使用Scikit-LLM進行文本摘要
本文介紹如何使用Scikit-LLM庫中的文本摘要功能,透過構建自定義轉換器整合Hugging Face的預訓練摘要模型,並將其嵌入scikit-learn流水線中,實現從長文本到分類的端到端流程。
文章情報
要點
- Scikit-LLM橋接傳統機器學習與大語言模型,提供零樣本和少樣本分類及文本摘要功能。
- 自定義HuggingFaceSummarizer類繼承自BaseEstimator和TransformerMixin,可載入預訓練摘要模型並生成摘要。
- 透過流水線將摘要、TF-IDF向量化和邏輯迴歸分類器串聯,實現資料預處理與模型訓練一體化。
- 示例中使用輕量級模型distilbart-cnn-12-6,摘要質量有限但可自由替換為更強模型。
為什麼重要
這條新聞值得關注,因為Scikit-LLM橋接傳統機器學習與大語言模型,提供零樣本和少樣本分類及文本摘要功能。
技術影響
可能影響模型選型、推理成本、產品能力和評測基準。
文本摘要與Scikit-LLM
在之前的文章中,我們介紹了Scikit-LLM——一個連線傳統機器學習模型與大型語言模型(LLM)的庫,並展示瞭如何使用它進行零樣本和少樣本分類。現在,我們將探討另一個強大功能:文本摘要。當下遊任務被大量文本資料困擾時,摘要可以壓縮長文本為簡潔要點,從而提升處理效率。本文將指導你構建一個包含摘要步驟的資料準備流水線。
初始設定
首先安裝Scikit-LLM(如在雲端筆記本環境中,請將pip替換為!pip):
pip install scikit-llm預設情況下,Scikit-LLM使用OpenAI模型,這可能成本較高。作為替代,你可以使用Hugging Face的免費預訓練摘要模型,例如sshleifer/distilbart-cnn-12-6。
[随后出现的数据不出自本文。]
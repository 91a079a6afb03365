use tracing::{event, trace_span};

use super::{HoldEstimate, SearchConfig, pick_best};
use crate::core::{CardIter, Deck, Hand, HoldMask, VideoPokerError, combinations};
use crate::eval::Evaluator;
use crate::paytable::PayoutSchedule;

/// Exact EV of every hold mask, `NONE` first.
///
/// Every combination of replacement cards from the 47 unseen cards is
/// evaluated, about 2.6 million hands in total, so this is much slower
/// than sampling. `trials_per_mask` and `seed` are ignored, the payout
/// weighting is not.
pub fn exact_mask_evs<E: Evaluator>(
    initial: &Hand,
    schedule: &PayoutSchedule<E::Category>,
    evaluator: &E,
    config: &SearchConfig,
) -> Result<Vec<HoldEstimate>, VideoPokerError> {
    let deck = Deck::excluding(initial.cards());
    let unit_value = config.unit_value();

    let mut estimates = Vec::with_capacity(32);
    for mask in HoldMask::all_masks() {
        let draw_positions = mask.draw_positions();
        let k = draw_positions.len();
        if k > deck.len() {
            return Err(VideoPokerError::InsufficientDeck {
                requested: k,
                remaining: deck.len(),
            });
        }

        let mut fin = *initial.as_array();
        let mut total_units: u64 = 0;
        for drawn in CardIter::new(deck.remaining(), k) {
            for (pos, card) in draw_positions.iter().zip(drawn.iter()) {
                fin[*pos] = *card;
            }
            total_units += u64::from(schedule.units(evaluator.classify(&fin)));
        }
        let outcomes = combinations(deck.len(), k);

        let ev = if outcomes == 0 {
            0.0
        } else {
            total_units as f64 * unit_value / outcomes as f64
        };
        estimates.push(HoldEstimate { mask, ev });
    }
    Ok(estimates)
}

/// The hold mask with the best exact EV. Same tie break as `best_hold`.
pub fn exact_best_hold<E: Evaluator>(
    initial: &Hand,
    schedule: &PayoutSchedule<E::Category>,
    evaluator: &E,
    config: &SearchConfig,
) -> Result<HoldEstimate, VideoPokerError> {
    let span = trace_span!("exact_best_hold");
    let _enter = span.enter();

    let estimates = exact_mask_evs(initial, schedule, evaluator, config)?;
    let best = pick_best(&estimates);
    event!(
        tracing::Level::DEBUG,
        hand = %initial,
        mask = %best.mask,
        ev = best.ev,
        "exact best hold"
    );
    Ok(best)
}

#[cfg(test)]
mod tests {
    use approx::assert_relative_eq;

    use super::*;
    use crate::eval::{Ruleset, StandardCategory, StandardEvaluator};
    use crate::paytable::PayTable;
    use crate::search::mask_evs;

    fn job() -> PayoutSchedule<StandardCategory> {
        PayTable::builtin(Ruleset::Standard)
            .unwrap()
            .schedule::<StandardCategory>()
    }

    #[test]
    fn test_four_to_a_flush() {
        // Hold four hearts, draw one. 9 of the 47 cards make the flush
        // and nothing else pays.
        let hand: Hand = "2H 5H 8H JH 4C".parse().unwrap();
        let evs = exact_mask_evs(&hand, &job(), &StandardEvaluator, &SearchConfig::default())
            .unwrap();
        let four_hearts = HoldMask::from_indices(&[0, 1, 2, 3]).unwrap();
        let ev = evs[usize::from(four_hearts.bits())].ev;
        // Plus three jacks that pair the held jack.
        assert_relative_eq!((9.0 * 6.0 + 3.0 * 1.0) / 47.0, ev);
    }

    #[test]
    fn test_pat_royal() {
        let hand: Hand = "AS KS QS JS TS".parse().unwrap();
        let best =
            exact_best_hold(&hand, &job(), &StandardEvaluator, &SearchConfig::default()).unwrap();
        assert_eq!(HoldMask::ALL, best.mask);
        assert_relative_eq!(800.0, best.ev);
    }

    #[test]
    fn test_high_pair_held() {
        let hand: Hand = "JS JD 3C 7H 9S".parse().unwrap();
        let best =
            exact_best_hold(&hand, &job(), &StandardEvaluator, &SearchConfig::default()).unwrap();
        assert_eq!(vec![0, 1], best.mask.indices());
    }

    #[test]
    fn test_monte_carlo_close_to_exact() {
        let hand: Hand = "JS JD 3C 7H 9S".parse().unwrap();
        let config = SearchConfig {
            trials_per_mask: 20_000,
            ..SearchConfig::default()
        };
        let pair = HoldMask::from_indices(&[0, 1]).unwrap();
        let idx = usize::from(pair.bits());

        let exact = exact_mask_evs(&hand, &job(), &StandardEvaluator, &config).unwrap();
        let sampled = mask_evs(&hand, &job(), &StandardEvaluator, &config).unwrap();
        assert_relative_eq!(exact[idx].ev, sampled[idx].ev, epsilon = 0.05);
    }
}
此時還需安裝Transformers庫:
pip install transformers==4.37.2自定義摘要轉換器
以下類定義封裝了載入預訓練模型(fit)和應用推理(transform)的邏輯:
from sklearn.base import BaseEstimator, TransformerMixin
from transformers import pipeline
import torch
class HuggingFaceSummarizer(BaseEstimator, TransformerMixin):
def __init__(self, model_name="sshleifer/distilbart-cnn-12-6", max_length=40, min_length=10):
self.model_name = model_name
self.max_length = max_length
self.min_length = min_length
self.summarizer = None
self.device = 0 if torch.cuda.is_available() else -1
def fit(self, X, y=None):
if self.summarizer is None:
self.summarizer = pipeline("summarization", model=self.model_name, device=self.device)
return self
def transform(self, X):
if self.summarizer is None:
self.summarizer = pipeline("summarization", model=self.model_name, device=self.device)
results = self.summarizer(X, max_length=self.max_length, min_length=self.min_length, truncation=True)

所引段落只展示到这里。